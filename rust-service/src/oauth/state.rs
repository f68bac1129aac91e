//! Anti-forgery state tokens for the install flow.

use std::collections::HashMap;
use std::sync::Arc;

use chrono::{DateTime, Duration, Utc};
use rand::Rng;
use tokio::sync::Mutex;

#[derive(Debug, Clone)]
struct PendingInstall {
    shop: String,
    expires_at: DateTime<Utc>,
}

/// In-memory store of issued state tokens.
///
/// Each token is bound to the shop it was issued for and can be consumed
/// once. Tokens do not survive a restart; an install interrupted by one is
/// simply started again.
#[derive(Clone)]
pub struct StateStore {
    pending: Arc<Mutex<HashMap<String, PendingInstall>>>,
    ttl: Duration,
}

impl StateStore {
    pub fn new(ttl: Duration) -> Self {
        Self {
            pending: Arc::new(Mutex::new(HashMap::new())),
            ttl,
        }
    }

    /// Issue a fresh token for `shop`.
    pub async fn issue(&self, shop: &str) -> String {
        let token = generate_token();
        let install = PendingInstall {
            shop: shop.to_string(),
            expires_at: expiry(Utc::now(), self.ttl),
        };
        self.pending.lock().await.insert(token.clone(), install);
        token
    }

    /// Consume `token`. Succeeds only for a known, unexpired token issued
    /// for the same shop; the token is removed either way.
    pub async fn consume(&self, token: &str, shop: &str) -> bool {
        match self.pending.lock().await.remove(token) {
            Some(install) => install.shop == shop && Utc::now() <= install.expires_at,
            None => false,
        }
    }

    /// Drop expired tokens. Returns how many were removed.
    pub async fn purge_expired(&self) -> usize {
        let mut pending = self.pending.lock().await;
        let before = pending.len();
        let now = Utc::now();
        pending.retain(|_, install| install.expires_at > now);
        before - pending.len()
    }

    pub async fn pending_count(&self) -> usize {
        self.pending.lock().await.len()
    }
}

/// `now + ttl`, saturating at the last representable instant.
fn expiry(now: DateTime<Utc>, ttl: Duration) -> DateTime<Utc> {
    now.checked_add_signed(ttl).unwrap_or(DateTime::<Utc>::MAX_UTC)
}

/// 32 random bytes, hex encoded.
fn generate_token() -> String {
    let bytes: [u8; 32] = rand::thread_rng().gen();
    hex::encode(bytes)
}

#[cfg(test)]
mod tests {
    use super::*;

    const SHOP: &str = "test.myshopify.com";

    #[tokio::test]
    async fn test_issue_and_consume_once() {
        let store = StateStore::new(Duration::minutes(10));
        let token = store.issue(SHOP).await;

        assert_eq!(token.len(), 64);
        assert!(store.consume(&token, SHOP).await);
        assert!(!store.consume(&token, SHOP).await);
    }

    #[tokio::test]
    async fn test_tokens_are_unique() {
        let store = StateStore::new(Duration::minutes(10));
        let a = store.issue(SHOP).await;
        let b = store.issue(SHOP).await;
        assert_ne!(a, b);
        assert_eq!(store.pending_count().await, 2);
    }

    #[tokio::test]
    async fn test_consume_wrong_shop_burns_token() {
        let store = StateStore::new(Duration::minutes(10));
        let token = store.issue(SHOP).await;

        assert!(!store.consume(&token, "other.myshopify.com").await);
        assert!(!store.consume(&token, SHOP).await);
    }

    #[tokio::test]
    async fn test_consume_unknown_token() {
        let store = StateStore::new(Duration::minutes(10));
        assert!(!store.consume("forged", SHOP).await);
    }

    #[tokio::test]
    async fn test_expired_token() {
        let store = StateStore::new(Duration::seconds(-1));
        let token = store.issue(SHOP).await;
        assert!(!store.consume(&token, SHOP).await);
    }

    #[tokio::test]
    async fn test_huge_ttl_saturates_instead_of_overflowing() {
        let store = StateStore::new(Duration::max_value());
        let token = store.issue(SHOP).await;

        assert!(store.consume(&token, SHOP).await);
        assert_eq!(expiry(Utc::now(), Duration::max_value()), DateTime::<Utc>::MAX_UTC);
    }

    #[tokio::test]
    async fn test_purge_expired() {
        let expired = StateStore::new(Duration::seconds(-1));
        expired.issue(SHOP).await;
        expired.issue(SHOP).await;
        assert_eq!(expired.purge_expired().await, 2);
        assert_eq!(expired.pending_count().await, 0);

        let live = StateStore::new(Duration::minutes(10));
        live.issue(SHOP).await;
        assert_eq!(live.purge_expired().await, 0);
    }
}
//! Courier Detect command-line classifier.
//!
//! Prints one JSON report per tracking number, in input order. Numbers come
//! from the arguments, or one per line on stdin when none are given.
//!
//! Usage:
//!   courierdetect-classify 1Z999AA1234567890 123456789012
//!   cat numbers.txt | courierdetect-classify --catalog carriers.json

use std::io::{self, BufRead, Write};
use std::path::PathBuf;

use anyhow::{Context, Result};
use clap::Parser;
use tracing::debug;
use tracing_subscriber::{fmt, layer::SubscriberExt, util::SubscriberInitExt, EnvFilter};

use courierdetect::{Catalog, Classifier, Config};

#[derive(Parser, Debug)]
#[command(about = "Detect the shipping carrier of tracking numbers")]
struct Args {
    /// JSON carrier catalog replacing the built-in one
    /// (defaults to CARRIER_CATALOG_PATH when set)
    #[arg(long = "catalog", value_name = "PATH")]
    catalog: Option<PathBuf>,

    /// Tracking numbers to classify; read from stdin when omitted
    #[arg(value_name = "NUMBER")]
    numbers: Vec<String>,
}

fn main() -> Result<()> {
    // Logs go to stderr so stdout stays pure JSON lines
    let filter = EnvFilter::try_from_default_env().unwrap_or_else(|_| EnvFilter::new("warn"));
    tracing_subscriber::registry()
        .with(filter)
        .with(fmt::layer().json().flatten_event(true).with_writer(io::stderr))
        .init();

    let args = Args::parse();

    let catalog_path = args
        .catalog
        .or_else(|| Config::from_env().carrier_catalog_path);
    let catalog = Catalog::load(catalog_path.as_deref()).context("loading carrier catalog")?;
    let classifier = Classifier::new(catalog).context("compiling carrier catalog")?;
    debug!(carriers = classifier.catalog().len(), "classifier_ready");

    let stdout = io::stdout();
    let mut out = stdout.lock();

    if args.numbers.is_empty() {
        for line in io::stdin().lock().lines() {
            let line = line.context("reading stdin")?;
            if line.trim().is_empty() {
                continue;
            }
            print_report(&mut out, &classifier, &line)?;
        }
    } else {
        for number in &args.numbers {
            print_report(&mut out, &classifier, number)?;
        }
    }

    out.flush().context("flushing stdout")?;
    Ok(())
}

fn print_report(out: &mut impl Write, classifier: &Classifier, input: &str) -> Result<()> {
    let report = classifier.report(input.trim());
    let json = serde_json::to_string(&report).context("serializing report")?;
    writeln!(out, "{}", json).context("writing report")?;
    Ok(())
}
+---+
The problem. Go through the listing above and return each line where the word "expiry" occurs.

Your response.
            expires_at: expiry(Utc::now(), self.ttl),
fn expiry(now: DateTime<Utc>, ttl: Duration) -> DateTime<Utc> {
        assert_eq!(expiry(Utc::now(), Duration::max_value()), DateTime::<Utc>::MAX_UTC);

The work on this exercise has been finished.